Laut Danés kam die Familie mit ihrer kleinen Tochter nach Spanien und vermied über zwei Jahrzehnte lang Luxus, Reisen und überflüssige Ausgaben, um sich auf das Sparen zu konzentrieren. Mit diesem Aufwand erwarben sie eine Wohnung in Madrid und eine andere in Aranjuez, die beide als Vermögen für ihre Tochter gedacht waren, wenn sie das Erwachsenenalter erreichte.

Während die junge Frau studierte und noch keine eigene Wohnung benötigte, wurde eine der Immobilien zur Miete angeboten.
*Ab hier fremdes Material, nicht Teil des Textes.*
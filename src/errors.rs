use thiserror::Error;

#[derive(Error, Debug)]
pub enum SimulatorError {
    /// Connect or write failed partway through a tick. `sent` is the number of
    /// lines fully written before the failure.
    #[error("{source}")]
    AttemptFailed {
        sent: usize,
        #[source]
        source: std::io::Error,
    },
}

impl SimulatorError {
    pub fn attempt(sent: usize, source: std::io::Error) -> Self {
        SimulatorError::AttemptFailed { sent, source }
    }

    pub fn sent(&self) -> usize {
        match self {
            SimulatorError::AttemptFailed { sent, .. } => *sent,
        }
    }
}
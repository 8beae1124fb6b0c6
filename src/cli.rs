use std::time::Duration;

use clap::Parser;
use tracing::Level;

use crate::{
    config::{BATCH_SIZE, ENGINE_HOST, ENGINE_PORT, SimConfig, TICK_PERIOD, WORKER_POOL_SIZE},
    simulate::run_simulation,
    utils::{plain_subscriber, shutdown_token},
};

/// Synthetic order flow generator for the matching engine
#[derive(Parser, Debug)]
#[command(name = "Order Simulator")]
#[command(
    version = "0.1",
    about = "Streams batches of random orders to a matching engine over TCP"
)]
pub struct Cli {
    /// Engine host
    #[arg(long, default_value = ENGINE_HOST)]
    pub host: String,

    /// Engine port
    #[arg(long, default_value_t = ENGINE_PORT)]
    pub port: u16,

    /// Orders written per connection
    #[arg(long, default_value_t = BATCH_SIZE)]
    pub batch_size: usize,

    /// Time between ticks, in microseconds
    #[arg(long, default_value_t = TICK_PERIOD.as_micros() as u64)]
    pub period_us: u64,

    /// Ticks allowed in flight at once
    #[arg(long, default_value_t = WORKER_POOL_SIZE)]
    pub workers: usize,

    /// Stop after this many ticks (runs until Ctrl-C when omitted)
    #[arg(long)]
    pub max_ticks: Option<u64>,

    /// Seed for the order generator
    #[arg(long)]
    pub seed: Option<u64>,

    /// Give up on a connection attempt after this many milliseconds
    #[arg(long)]
    pub connect_timeout_ms: Option<u64>,

    /// trace, debug, info, warn or error
    #[arg(long, default_value_t = Level::INFO)]
    pub log_level: Level,
}

impl From<Cli> for SimConfig {
    fn from(cli: Cli) -> Self {
        SimConfig {
            host: cli.host,
            port: cli.port,
            batch_size: cli.batch_size,
            period: Duration::from_micros(cli.period_us),
            workers: cli.workers,
            max_ticks: cli.max_ticks,
            seed: cli.seed,
            connect_timeout: cli.connect_timeout_ms.map(Duration::from_millis),
        }
    }
}

pub async fn run_cli() -> anyhow::Result<()> {
    let cli = Cli::parse();
    tracing::subscriber::set_global_default(plain_subscriber(cli.log_level, std::io::stdout))?;

    let cfg = SimConfig::from(cli);
    let summary = run_simulation(cfg, shutdown_token()).await?;
    if summary.ticks > 0 && summary.completed == 0 {
        tracing::warn!("no batch reached the engine");
    }
    Ok(())
}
Die Wohnung wurde an ein ausländisches Ehepaar vermietet, das sie seit sechs Jahren bewohnt.

Während dieser ganzen Zeit hielt der Eigentümer - identifiziert als Jesús - die Miete bei 550 Euro pro Monat, ohne Preiserhöhungen anzuwenden, trotz der steigenden Lebenshaltungskosten und des Immobilienmarktes.

Der Konflikt entstand, als die Tochter ihre Hochzeit ankündigte und ihren Wunsch äußerte, in das Familienhaus zu ziehen.

Als die Vermieter die Mieter aufforderten, die Immobilie zu räumen, weigerten sich diese nicht nur, sondern hörten auch laut dem von Danés verbreiteten Zeugnis auf, die Miete zu zahlen, und beriefen sich auf die rechtliche Figur der "Vulnerabilität", beraten von einem Anwalt, um jeden Versuch einer Räumung zu stoppen.

Das kubanische Paar, das als pflichtbewusst in Bezug auf seine steuerlichen und arbeitsrechtlichen Verpflichtungen beschrieben wird, befindet sich nun in einem Prozess, der sie emotional und wirtschaftlich erschöpft hat.

Laut Danés haben die Eigentümer sogar in Betracht gezogen, die Wohnung unter ihrem tatsächlichen Wert zu verkaufen, nur um den langwierigen und kostspieligen Prozess der Rückgewinnung des Eigentums zu vermeiden, während ihre Tochter gezwungen ist, nach einer alternativen Wohnmöglichkeit zu suchen.

Er betonte, dass die Familie aus Kuba emigrierte, um vor einem politischen System zu fliehen, das den individuellen Einsatz und das Privateigentum nicht respektierte, und sich jetzt einer Situation gegenübersieht, die sie als Wiederholung derselben Ungerechtigkeit wahrnehmen in einem Land, in dem sie Stabilität und rechtliche Sicherheit erwarteten.

Der Fall reiht sich in andere Beschwerden von Eigentümern ein, die sich ungeschützt fühlen angesichts der langfristigen Besetzung und der Unmöglichkeit, über ihre eigenen Wohnungen zu verfügen. Diese Problematik sorgt weiterhin für Diskussionen in Spanien über die Grenzen zwischen sozialer Absicherung und den Rechten derjenigen, die ihre Ersparnisse in eine Immobilie investiert haben.